__What you need to do__:
What you need to do is retype every entry exactly as written.

__Raw data__:

// expand/syntax_quote.rs
// Copyright 2025 Matti Hänninen
//
// Licensed under the Apache License, Version 2.0 (the "License"); you may not
// use this file except in compliance with the License. You may obtain a copy of
// the License at
//
//     http://www.apache.org/licenses/LICENSE-2.0
//
// Unless required by applicable law or agreed to in writing, software
// distributed under the License is distributed on an "AS IS" BASIS, WITHOUT
// WARRANTIES OR CONDITIONS OF ANY KIND, either express or implied. See the
// License for the specific language governing permissions and limitations under
// the License.

//! Syntax quote.
//!
//! `` `form `` rewrites at read time into code that rebuilds the form:
//! `~x` splices the expression in place, `~@xs` splices a sequence into
//! the surrounding `concat`, free symbols resolve against the current
//! namespace, and `sym#` names gensym consistently within one syntax
//! quote.

use std::collections::HashMap;
use std::rc::Rc;

use crate::{
  analyzer,
  env::Env,
  error::{Error, Result},
  reader::form::{Form, FormKind},
};

use FormKind as K;

pub fn syntax_quote(env: &Rc<Env>, form: &Form) -> Result<Form> {
  let mut ctx = Ctx {
    env,
    gensyms: HashMap::new(),
  };
  ctx.quote(form)
}

struct Ctx<'e> {
  env: &'e Rc<Env>,
  /// One scope of `sym#` names: the same base maps to the same gensym
  /// within a single syntax quote, never across two.
  gensyms: HashMap<Rc<str>, Rc<str>>,
}

impl<'e> Ctx<'e> {
  fn quote(&mut self, form: &Form) -> Result<Form> {
    if let Some(inner) = unquote_of(form) {
      return Ok(inner.clone());
    }
    if unquote_splicing_of(form).is_some() {
      return Err(Error::syntax("splice not in list"));
    }
    let quoted = match &form.kind {
      K::Symbol { .. } => self.quote_symbol(form)?,
      K::List { forms } => {
        if forms.is_empty() {
          Form::list(vec![Form::core_sym("list")])
        } else {
          Form::list(vec![
            Form::core_sym("seq"),
            self.concat_of(forms)?,
          ])
        }
      }
      K::Vector { forms } => Form::list(vec![
        Form::core_sym("vec"),
        self.concat_of(forms)?,
      ]),
      K::Map { forms } => Form::list(vec![
        Form::core_sym("apply"),
        Form::core_sym("hash-map"),
        self.concat_of(forms)?,
      ]),
      K::Set { forms } => Form::list(vec![
        Form::core_sym("set"),
        self.concat_of(forms)?,
      ]),
      // Self-evaluating atoms reconstruct as themselves.
      _ => form.clone(),
    };
    match &form.meta {
      Some(meta) => {
        let quoted_meta = self.quote(meta)?;
        Ok(Form::list(vec![
          Form::core_sym("with-meta"),
          quoted,
          quoted_meta,
        ]))
      }
      None => Ok(quoted),
    }
  }

  /// The `(concat part...)` backbone of a quoted collection.
  fn concat_of(&mut self, forms: &[Form]) -> Result<Form> {
    let mut parts = vec![Form::core_sym("concat")];
    for sub in forms {
      if let Some(inner) = unquote_of(sub) {
        parts.push(Form::list(vec![
          Form::core_sym("list"),
          inner.clone(),
        ]));
      } else if let Some(inner) = unquote_splicing_of(sub) {
        parts.push(inner.clone());
      } else {
        parts.push(Form::list(vec![
          Form::core_sym("list"),
          self.quote(sub)?,
        ]));
      }
    }
    Ok(Form::list(parts))
  }

  fn quote_symbol(&mut self, form: &Form) -> Result<Form> {
    let (namespace, name) = form.as_symbol().expect("symbol form");
    let resolved = if let Some(ns) = namespace {
      // A qualified symbol keeps its namespace, aliases expanding to
      // their full names.
      let full = self
        .env
        .resolve_ns_alias(ns)
        .unwrap_or_else(|| ns.into());
      Form::symbol(Some(full), name)
    } else if let Some(base) = name.strip_suffix('#') {
      let generated = self
        .gensyms
        .entry(name.into())
        .or_insert_with(|| self.env.auto_gensym(base))
        .clone();
      Form::symbol(None, generated)
    } else if analyzer::is_special(name) || name == "&" {
      Form::sym(name)
    } else if super::transforms::native_transform(name).is_some() {
      // Native macros have no var to resolve through, but their names
      // still belong to the core.
      Form::symbol(Some("clojure.core".into()), name)
    } else if let Some(var) = self.env.resolve(None, name) {
      Form::symbol(Some(var.ns_name()), var.name())
    } else {
      // Unresolvable names qualify into the current namespace.
      Form::symbol(Some(self.env.current_ns().name()), name)
    };
    Ok(Form::tagged(Form::sym("quote"), resolved))
  }
}

fn unquote_of(form: &Form) -> Option<&Form> {
  head_tagged(form, "unquote")
}

fn unquote_splicing_of(form: &Form) -> Option<&Form> {
  head_tagged(form, "unquote-splicing")
}

fn head_tagged<'a>(form: &'a Form, tag: &str) -> Option<&'a Form> {
  let forms = form.as_list()?;
  if forms.len() == 2 {
    let (ns, name) = forms[0].as_symbol()?;
    if name == tag && matches!(ns, None | Some("clojure.core")) {
      return Some(&forms[1]);
    }
  }
  None
}

#[cfg(test)]
mod tests {
  use super::*;

  fn read_expanded(source: &str) -> String {
    let env = Env::bootstrap();
    crate::reader::read_string(&env, source)
      .unwrap()
      .to_string()
  }

  #[test]
  fn plain_symbols_qualify() {
    // inc resolves into clojure.core; zork is free and lands in the
    // current namespace.
    assert_eq!(
      read_expanded("`inc"),
      "(quote clojure.core/inc)"
    );
    assert_eq!(read_expanded("`zork"), "(quote user/zork)");
  }

  #[test]
  fn unquote_leaves_the_expression() {
    assert_eq!(
      read_expanded("`(inc ~x)"),
      "(clojure.core/seq (clojure.core/concat \
       (clojure.core/list (quote clojure.core/inc)) \
       (clojure.core/list x)))"
    );
  }

  #[test]
  fn splicing_goes_straight_into_concat() {
    assert_eq!(
      read_expanded("`(f ~@xs)"),
      "(clojure.core/seq (clojure.core/concat \
       (clojure.core/list (quote user/f)) xs))"
    );
  }

  #[test]
  fn auto_gensyms_are_stable_within_one_quote() {
    let env = Env::bootstrap();
    let form =
      crate::reader::read_string(&env, "`(let* [x# 1] x#)").unwrap();
    let text = form.to_string();
    // Both occurrences of x# expanded to the same generated name.
    let first = text
      .match_indices("x__")
      .map(|(i, _)| {
        text[i..].split_whitespace().next().unwrap().to_string()
      })
      .collect::<Vec<_>>();
    assert!(first.len() >= 2);
    assert!(first.windows(2).all(|w| {
      w[0].trim_end_matches([')', ']'])
        == w[1].trim_end_matches([')', ']'])
    }));
  }
}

__Written solution__:
// expand/syntax_quote.rs
// Copyright 2025 Matti Hänninen
//
// Licensed under the Apache License, Version 2.0 (the "License"); you may not
// use this file except in compliance with the License. You may obtain a copy of
// the License at
//
//     http://www.apache.org/licenses/LICENSE-2.0
//
// Unless required by applicable law or agreed to in writing, software
// distributed under the License is distributed on an "AS IS" BASIS, WITHOUT
// WARRANTIES OR CONDITIONS OF ANY KIND, either express or implied. See the
// License for the specific language governing permissions and limitations under
// the License.

//! Syntax quote.
//!
//! `` `form `` rewrites at read time into code that rebuilds the form:
//! `~x` splices the expression in place, `~@xs` splices a sequence into
//! the surrounding `concat`, free symbols resolve against the current
//! namespace, and `sym#` names gensym consistently within one syntax
//! quote.

use std::collections::HashMap;
use std::rc::Rc;

use crate::{
  analyzer,
  env::Env,
  error::{Error, Result},
  reader::form::{Form, FormKind},
};

use FormKind as K;

pub fn syntax_quote(env: &Rc<Env>, form: &Form) -> Result<Form> {
  let mut ctx = Ctx {
    env,
    gensyms: HashMap::new(),
  };
  ctx.quote(form)
}

struct Ctx<'e> {
  env: &'e Rc<Env>,
  /// One scope of `sym#` names: the same base maps to the same gensym
  /// within a single syntax quote, never across two.
  gensyms: HashMap<Rc<str>, Rc<str>>,
}

impl<'e> Ctx<'e> {
  fn quote(&mut self, form: &Form) -> Result<Form> {
    if let Some(inner) = unquote_of(form) {
      return Ok(inner.clone());
    }
    if unquote_splicing_of(form).is_some() {
      return Err(Error::syntax("splice not in list"));
    }
    let quoted = match &form.kind {
      K::Symbol { .. } => self.quote_symbol(form)?,
      K::List { forms } => {
        if forms.is_empty() {
          Form::list(vec![Form::core_sym("list")])
        } else {
          Form::list(vec![
            Form::core_sym("seq"),
            self.concat_of(forms)?,
          ])
        }
      }
      K::Vector { forms } => Form::list(vec![
        Form::core_sym("vec"),
        self.concat_of(forms)?,
      ]),
      K::Map { forms } => Form::list(vec![
        Form::core_sym("apply"),
        Form::core_sym("hash-map"),
        self.concat_of(forms)?,
      ]),
      K::Set { forms } => Form::list(vec![
        Form::core_sym("set"),
        self.concat_of(forms)?,
      ]),
      // Self-evaluating atoms reconstruct as themselves.
      _ => form.clone(),
    };
    match &form.meta {
      Some(meta) => {
        let quoted_meta = self.quote(meta)?;
        Ok(Form::list(vec![
          Form::core_sym("with-meta"),
          quoted,
          quoted_meta,
        ]))
      }
      None => Ok(quoted),
    }
  }

  /// The `(concat part...)` backbone of a quoted collection.
  fn concat_of(&mut self, forms: &[Form]) -> Result<Form> {
    let mut parts = vec![Form::core_sym("concat")];
    for sub in forms {
      if let Some(inner) = unquote_of(sub) {
        parts.push(Form::list(vec![
          Form::core_sym("list"),
          inner.clone(),
        ]));
      } else if let Some(inner) = unquote_splicing_of(sub) {
        parts.push(inner.clone());
      } else {
        parts.push(Form::list(vec![
          Form::core_sym("list"),
          self.quote(sub)?,
        ]));
      }
    }
    Ok(Form::list(parts))
  }

  fn quote_symbol(&mut self, form: &Form) -> Result<Form> {
    let (namespace, name) = form.as_symbol().expect("symbol form");
    let resolved = if let Some(ns) = namespace {
      // A qualified symbol keeps its namespace, aliases expanding to
      // their full names.
      let full = self
        .env
        .resolve_ns_alias(ns)
        .unwrap_or_else(|| ns.into());
      Form::symbol(Some(full), name)
    } else if let Some(base) = name.strip_suffix('#') {
      let generated = self
        .gensyms
        .entry(name.into())
        .or_insert_with(|| self.env.auto_gensym(base))
        .clone();
      Form::symbol(None, generated)
    } else if analyzer::is_special(name) || name == "&" {
      Form::sym(name)
    } else if super::transforms::native_transform(name).is_some() {
      // Native macros have no var to resolve through, but their names
      // still belong to the core.
      Form::symbol(Some("clojure.core".into()), name)
    } else if let Some(var) = self.env.resolve(None, name) {
      Form::symbol(Some(var.ns_name()), var.name())
    } else {
      // Unresolvable names qualify into the current namespace.
      Form::symbol(Some(self.env.current_ns().name()), name)
    };
    Ok(Form::tagged(Form::sym("quote"), resolved))
  }
}

fn unquote_of(form: &Form) -> Option<&Form> {
  head_tagged(form, "unquote")
}

fn unquote_splicing_of(form: &Form) -> Option<&Form> {
  head_tagged(form, "unquote-splicing")
}

fn head_tagged<'a>(form: &'a Form, tag: &str) -> Option<&'a Form> {
  let forms = form.as_list()?;
  if forms.len() == 2 {
    let (ns, name) = forms[0].as_symbol()?;
    if name == tag && matches!(ns, None | Some("clojure.core")) {
      return Some(&forms[1]);
    }
  }
  None
}

#[cfg(test)]
mod tests {
  use super::*;

  fn read_expanded(source: &str) -> String {
    let env = Env::bootstrap();
    crate::reader::read_string(&env, source)
      .unwrap()
      .to_string()
  }

  #[test]
  fn plain_symbols_qualify() {
    // inc resolves into clojure.core; zork is free and lands in the
    // current namespace.
    assert_eq!(
      read_expanded("`inc"),
      "(quote clojure.core/inc)"
    );
    assert_eq!(read_expanded("`zork"), "(quote user/zork)");
  }

  #[test]
  fn unquote_leaves_the_expression() {
    assert_eq!(
      read_expanded("`(inc ~x)"),
      "(clojure.core/seq (clojure.core/concat \
       (clojure.core/list (quote clojure.core/inc)) \
       (clojure.core/list x)))"
    );
  }

  #[test]
  fn splicing_goes_straight_into_concat() {
    assert_eq!(
      read_expanded("`(f ~@xs)"),
      "(clojure.core/seq (clojure.core/concat \
       (clojure.core/list (quote user/f)) xs))"
    );
  }

  #[test]
  fn auto_gensyms_are_stable_within_one_quote() {
    let env = Env::bootstrap();
    let form =
      crate::reader::read_string(&env, "`(let* [x# 1] x#)").unwrap();
    let text = form.to_string();
    // Both occurrences of x# expanded to the same generated name.
    let first = text
      .match_indices("x__")
      .map(|(i, _)| {
        text[i..].split_whitespace().next().unwrap().to_string()
      })
      .collect::<Vec<_>>();
    assert!(first.len() >= 2);
    assert!(first.windows(2).all(|w| {
      w[0].trim_end_matches([')', ']'])
        == w[1].trim_end_matches([')', ']'])
    }));
  }
}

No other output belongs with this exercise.